Politicians may believe they can help by giving tax-financed subsidies to policyholders and insurers, but that policy brings its own problems. For one thing, regulations will follow to keep the subsidies (now an “entitlement”) from exploding out of control. People may not like the conditions, but as the Supreme Court said in the 1941 Wickard v. Filburn case, “It is hardly lack of due process for the Government to regulate that which it subsidizes.”

This raises an important matter: if the government assumes responsibility, directly and indirectly, for the cost of medical care to society, inevitably it will find it necessary to restrict or ration services. That is, it won’t allow us to make our own choices because it will have a political and fiscal stake in “bending the cost curve down.” As Mises noted long ago, intervention begets intervention. (In this article I debunk the proposition that markets are just another way to ration goods and services.)

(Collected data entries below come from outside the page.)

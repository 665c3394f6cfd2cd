//! Parser for the agent's per-step JSON decision: `{thought, call|response}`.
//!
//! Ported from `examples/original_source/nexus/core/decision.py`. Modeled as
//! a tagged enum with a hand-written, permissive parse path rather than
//! `#[serde(untagged)]` — the exclusivity check and the JSON-candidate
//! recovery scan (string content, bracket-scanning fallback, array → first
//! element) need logic a derive can't express.

use serde_json::Value;
use thiserror::Error;

#[derive(Debug, Clone, PartialEq)]
pub struct DecisionCall {
    pub name: String,
    pub arguments: Value,
}

#[derive(Debug, Clone, PartialEq)]
pub enum DecisionAction {
    Call(DecisionCall),
    Response(String),
}

#[derive(Debug, Clone, PartialEq)]
pub struct AgentDecision {
    pub thought: String,
    pub action: DecisionAction,
}

#[derive(Debug, Error, PartialEq)]
#[error("{0}")]
pub struct DecisionParseError(pub String);

fn err(loc: &str, msg: &str) -> DecisionParseError {
    if loc.is_empty() {
        DecisionParseError(format!("invalid decision: {msg}"))
    } else {
        DecisionParseError(format!("invalid decision at {loc}: {msg}"))
    }
}

/// Try `text` as JSON outright, then scan for the first `{`/`[` and attempt
/// a prefix decode from there. Mirrors `_extract_json_candidate`.
fn extract_json_candidate(text: &str) -> Option<Value> {
    let stripped = text.trim();
    if stripped.is_empty() {
        return None;
    }
    if let Ok(v) = serde_json::from_str::<Value>(stripped) {
        return Some(v);
    }

    let mut starts: Vec<usize> = Vec::new();
    if let Some(i) = stripped.find('{') {
        starts.push(i);
    }
    if let Some(i) = stripped.find('[') {
        starts.push(i);
    }
    starts.sort_unstable();
    starts.dedup();

    for start in starts {
        let slice = &stripped[start..];
        let mut stream = serde_json::Deserializer::from_str(slice).into_iter::<Value>();
        if let Some(Ok(v)) = stream.next() {
            return Some(v);
        }
    }
    None
}

/// Mirrors `_coerce_payload`: unwrap a JSON-encoded string, take the first
/// element of a non-empty array, and require the result be a JSON object.
fn coerce_payload(text: &str) -> Result<serde_json::Map<String, Value>, DecisionParseError> {
    let mut payload = extract_json_candidate(text)
        .ok_or_else(|| DecisionParseError("decision must be valid JSON object".to_string()))?;

    if let Value::Array(items) = payload {
        if items.is_empty() {
            return Err(DecisionParseError("decision array is empty".to_string()));
        }
        payload = items.into_iter().next().unwrap();
    }

    match payload {
        Value::Object(map) => Ok(map),
        _ => Err(DecisionParseError("decision must be a JSON object".to_string())),
    }
}

/// Parse the raw text returned by the LLM for a single ReAct step.
pub fn parse_agent_decision(text: &str) -> Result<AgentDecision, DecisionParseError> {
    let map = coerce_payload(text)?;

    let thought = match map.get("thought") {
        None => return Err(err("thought", "field required")),
        Some(v) => match v.as_str() {
            None => return Err(err("thought", "Input should be a valid string")),
            Some(s) => {
                let trimmed = s.trim();
                if trimmed.is_empty() {
                    return Err(err("thought", "thought must not be empty"));
                }
                trimmed.to_string()
            }
        },
    };

    let call_val = map.get("call").filter(|v| !v.is_null());
    let response_val = map.get("response").filter(|v| !v.is_null());

    let call = match call_val {
        None => None,
        Some(v) => {
            let obj = v
                .as_object()
                .ok_or_else(|| err("call", "Input should be a valid dictionary"))?;
            let name = match obj.get("name") {
                None => return Err(err("call.name", "field required")),
                Some(v) => match v.as_str() {
                    None => return Err(err("call.name", "Input should be a valid string")),
                    Some(s) => {
                        let trimmed = s.trim();
                        if trimmed.is_empty() {
                            return Err(err("call.name", "call.name must not be empty"));
                        }
                        trimmed.to_string()
                    }
                },
            };
            let arguments = match obj.get("arguments") {
                None => Value::Object(serde_json::Map::new()),
                Some(v) if v.is_object() => v.clone(),
                Some(_) => return Err(err("call.arguments", "Input should be a valid dictionary")),
            };
            Some(DecisionCall { name, arguments })
        }
    };

    let response = match response_val {
        None => None,
        Some(v) => {
            let s = v
                .as_str()
                .ok_or_else(|| err("response", "Input should be a valid string"))?;
            let trimmed = s.trim();
            if trimmed.is_empty() {
                return Err(err("response", "response must not be empty"));
            }
            Some(trimmed.to_string())
        }
    };

    let action = match (call, response) {
        (Some(c), None) => DecisionAction::Call(c),
        (None, Some(r)) => DecisionAction::Response(r),
        _ => return Err(err("", "exactly one of call or response is required")),
    };

    Ok(AgentDecision { thought, action })
}

#[cfg(test)]
mod tests {
    use super::*;

    #[test]
    fn parses_a_response_decision() {
        let d = parse_agent_decision(r#"{"thought":"just say hi","response":"hello there"}"#).unwrap();
        assert_eq!(d.thought, "just say hi");
        assert_eq!(d.action, DecisionAction::Response("hello there".to_string()));
    }

    #[test]
    fn parses_a_call_decision_with_default_arguments() {
        let d = parse_agent_decision(r#"{"thought":"need the time","call":{"name":"clock"}}"#).unwrap();
        match d.action {
            DecisionAction::Call(c) => {
                assert_eq!(c.name, "clock");
                assert_eq!(c.arguments, Value::Object(Default::default()));
            }
            _ => panic!("expected call"),
        }
    }

    #[test]
    fn recovers_json_embedded_in_prose() {
        let text = "Sure thing! {\"thought\":\"ok\",\"response\":\"done\"} (trailing notes)";
        let d = parse_agent_decision(text).unwrap();
        assert_eq!(d.action, DecisionAction::Response("done".to_string()));
    }

    #[test]
    fn rejects_both_call_and_response() {
        let text = r#"{"thought":"x","response":"a","call":{"name":"b"}}"#;
        let e = parse_agent_decision(text).unwrap_err();
        assert_eq!(e.0, "invalid decision: exactly one of call or response is required");
    }

    #[test]
    fn rejects_neither_call_nor_response() {
        let e = parse_agent_decision(r#"{"thought":"x"}"#).unwrap_err();
        assert_eq!(e.0, "invalid decision: exactly one of call or response is required");
    }

    #[test]
    fn rejects_empty_thought() {
        let e = parse_agent_decision(r#"{"thought":"  ","response":"ok"}"#).unwrap_err();
        assert_eq!(e.0, "invalid decision at thought: thought must not be empty");
    }

    #[test]
    fn takes_first_element_of_a_json_array() {
        let d = parse_agent_decision(r#"[{"thought":"a","response":"first"}, {"thought":"b","response":"second"}]"#).unwrap();
        assert_eq!(d.action, DecisionAction::Response("first".to_string()));
    }

    #[test]
    fn rejects_unparseable_text() {
        let e = parse_agent_decision("not json at all").unwrap_err();
        assert_eq!(e.0, "decision must be valid JSON object");
    }
}
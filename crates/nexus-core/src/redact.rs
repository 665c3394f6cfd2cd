use regex::Regex;

/// The fixed pattern set masked before any persistence, redacted-log write,
/// or outbound hand-off. Order does not matter — every pattern is applied
/// to every string.
const DEFAULT_PATTERNS: &[&str] = &[
    r"\b\+?\d{8,15}\b",
    r"\b(?:sk|rk|pk|xoxb)-[A-Za-z0-9_-]{12,}\b",
    r"\b(?:OPENROUTER|OPENAI|ANTHROPIC|BRAVE)_[A-Z0-9_]*=?[A-Za-z0-9_-]{8,}\b",
    r"\bya29\.[A-Za-z0-9._-]+\b",
    r"\b1//[A-Za-z0-9._-]+\b",
];

/// Compiles a fixed set of regexes once and masks matches with `[REDACTED]`.
///
/// Applied at exactly three boundaries: before inserting into
/// `messages.text`, before writing to the redacted log, and before handing
/// text to a channel adapter. See SPEC_FULL.md §4.11 and §9.
pub struct Redactor {
    patterns: Vec<Regex>,
}

impl Redactor {
    /// Build a redactor from the default pattern set.
    pub fn new() -> Self {
        Self::with_patterns(DEFAULT_PATTERNS.iter().map(|s| s.to_string()))
    }

    /// Build a redactor from an explicit pattern set (e.g. loaded from config).
    /// Invalid patterns are skipped with a warning rather than failing startup.
    pub fn with_patterns<I, S>(patterns: I) -> Self
    where
        I: IntoIterator<Item = S>,
        S: AsRef<str>,
    {
        let compiled = patterns
            .into_iter()
            .filter_map(|p| match Regex::new(p.as_ref()) {
                Ok(re) => Some(re),
                Err(e) => {
                    tracing::warn!(pattern = p.as_ref(), error = %e, "invalid redaction pattern, skipped");
                    None
                }
            })
            .collect();
        Self { patterns: compiled }
    }

    /// Mask every match of every pattern in `text` with `[REDACTED]`.
    pub fn mask(&self, text: &str) -> String {
        let mut out = text.to_string();
        for re in &self.patterns {
            out = re.replace_all(&out, "[REDACTED]").into_owned();
        }
        out
    }
}

impl Default for Redactor {
    fn default() -> Self {
        Self::new()
    }
}

#[cfg(test)]
mod tests {
    use super::*;

    #[test]
    fn masks_phone_like_sequences() {
        let r = Redactor::new();
        let masked = r.mask("call me at +14155552671 please");
        assert!(!masked.contains("+14155552671"));
        assert!(masked.contains("[REDACTED]"));
    }

    #[test]
    fn masks_provider_api_keys() {
        let r = Redactor::new();
        let masked = r.mask("key is sk-abcdefghijklmnop");
        assert!(!masked.contains("sk-abcdefghijklmnop"));
    }

    #[test]
    fn leaves_unrelated_text_untouched() {
        let r = Redactor::new();
        assert_eq!(r.mask("hello world"), "hello world");
    }
}
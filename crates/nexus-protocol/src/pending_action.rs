use chrono::{DateTime, Utc};
use serde::{Deserialize, Serialize};
use serde_json::Value;

#[derive(Debug, Clone, Copy, PartialEq, Eq, Serialize, Deserialize)]
#[serde(rename_all = "lowercase")]
pub enum RiskLevel {
    Low,
    Medium,
    High,
}

#[derive(Debug, Clone, Copy, PartialEq, Eq, Serialize, Deserialize)]
#[serde(rename_all = "lowercase")]
pub enum PendingActionStatus {
    Pending,
    Approved,
    Denied,
    Expired,
}

/// A persisted proposal awaiting a free-text YES/NO confirmation.
///
/// Invariants (SPEC_FULL.md §3): at most one `pending` per chat is
/// considered current (most recent by `created_at`); transitions
/// `pending -> approved|denied|expired` are terminal; `expired` is applied
/// lazily when a confirmation arrives after `expires_at`.
#[derive(Debug, Clone, Serialize, Deserialize)]
pub struct PendingAction {
    pub action_id: String,
    pub chat_id: String,
    pub tool_name: String,
    pub risk_level: RiskLevel,
    /// Opaque JSON object carrying `{tool, args}`, replayed verbatim on approval.
    pub proposed_args: Value,
    pub status: PendingActionStatus,
    pub expires_at: DateTime<Utc>,
    pub created_at: DateTime<Utc>,
}
use thiserror::Error;

#[derive(Debug, Error)]
pub enum NexusError {
    #[error("Configuration error: {0}")]
    Config(String),

    #[error("Database error: {0}")]
    Database(String),

    #[error("Channel error ({channel}): {reason}")]
    Channel { channel: String, reason: String },

    #[error("Bridge protocol error: {0}")]
    Protocol(String),

    #[error("Serialization error: {0}")]
    Serialization(#[from] serde_json::Error),

    #[error("I/O error: {0}")]
    Io(#[from] std::io::Error),

    #[error("Request timeout after {ms}ms")]
    Timeout { ms: u64 },

    #[error("Internal error: {0}")]
    Internal(String),
}

impl NexusError {
    /// Short error code string used in audit rows and logs.
    pub fn code(&self) -> &'static str {
        match self {
            NexusError::Config(_) => "CONFIG_ERROR",
            NexusError::Database(_) => "DATABASE_ERROR",
            NexusError::Channel { .. } => "CHANNEL_ERROR",
            NexusError::Protocol(_) => "PROTOCOL_ERROR",
            NexusError::Serialization(_) => "SERIALIZATION_ERROR",
            NexusError::Io(_) => "IO_ERROR",
            NexusError::Timeout { .. } => "TIMEOUT",
            NexusError::Internal(_) => "INTERNAL_ERROR",
        }
    }
}

pub type Result<T> = std::result::Result<T, NexusError>;
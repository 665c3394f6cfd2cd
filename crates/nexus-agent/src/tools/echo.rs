use async_trait::async_trait;
use serde_json::Value;

use super::{Tool, ToolResult, ToolSpec};

/// Echoes its `text` argument back verbatim. Used by the multi-step ReAct
/// scenario to exercise tool dispatch without external side effects.
pub struct EchoTool;

#[async_trait]
impl Tool for EchoTool {
    fn name(&self) -> &str {
        "echo"
    }

    fn spec(&self) -> ToolSpec {
        ToolSpec {
            name: self.name().to_string(),
            description: "Echo the given text back unchanged.".to_string(),
            input_schema: serde_json::json!({
                "type": "object",
                "properties": { "text": { "type": "string" } },
                "required": ["text"],
            }),
        }
    }

    async fn run(&self, args: Value) -> ToolResult {
        match args.get("text").and_then(Value::as_str) {
            Some(text) => ToolResult::ok(text.to_string()),
            None => ToolResult::error("text is required"),
        }
    }
}
use thiserror::Error;

#[derive(Debug, Error)]
pub enum StoreError {
    #[error("sqlite error: {0}")]
    Sqlite(#[from] rusqlite::Error),

    #[error("serialization error: {0}")]
    Serde(#[from] serde_json::Error),

    #[error("pending action not found: {action_id}")]
    PendingActionNotFound { action_id: String },

    #[error("job not found: {id}")]
    JobNotFound { id: String },
}

pub type Result<T> = std::result::Result<T, StoreError>;
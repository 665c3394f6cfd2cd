pub mod context;
pub mod decision;
pub mod policy;
pub mod provider;
pub mod router;
pub mod skills;
pub mod tools;

pub use context::{ContextBuilder, ContextError};
pub use decision::{parse_agent_decision, AgentDecision, DecisionAction, DecisionCall, DecisionParseError};
pub use policy::PolicyEngine;
pub use provider::{AnthropicProvider, ChatRequest, ChatResponse, LlmProvider, Message, ProviderError, Role};
pub use router::ProviderRouter;
pub use skills::{load_skill_documents, SkillDocument};
pub use tools::{Tool, ToolRegistry, ToolResult, ToolSpec};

Advocates of a government-directed medical system may have the best intentions, but intentions can’t override market forces, which are generated by purposeful human action. Moreover, we have no reason for confidence that politicians and bureaucrats will sufficiently distinguish the public’s interest (if that can be defined beyond peoples’ individual interests) from their own interests. Government officials are no less devoted to their careers and prestige than people outside the government; indeed, power is what may have attracted many to government “service.” We must not compare the real-world market to the idealized state, because in reality, state operatives lack both the information and incentives needed to deliver the goods.

Summing up: Health care is a collection of important services, but that does not mean the laws of economics can be flouted without bad consequences. We know that competition works, even in the health care industry: in recent years LASIK eye surgery and cosmetic surgery, which are typically elective procedures not covered by insurance, have gone down in price and up in quality. This demonstrates what happens with consumers are cost-conscious (even when competition is hampered). Governments at all levels have created the problems that politicians and their consultants tell us only they can solve by force. Intervention stimulates demand by distorting prices and restricts supply by, among other ways, limiting the number of insurers and practitioners through occupational licensing and permitting, capping the number of hospitals and medical schools through accreditation, and making drugs and devices more expensive through the FDA’s bureaucratic rules and, importantly, patents. The system is riddled with government-sponsored cartels. (For more on this see Kevin Carson’s “Health Care and Radical Monopoly.”)

Moreover, governments limit access to health care in the myriad ways it impedes people’s general pursuit of financial success: state intervention lowers incomes compared to a freed economy and raises the prices of many goods by increasing scarcity and distorting production — that is, it stymies growth in living standards.

If universal access to medical care is the goal, the government is the goalie. It should get out of the way.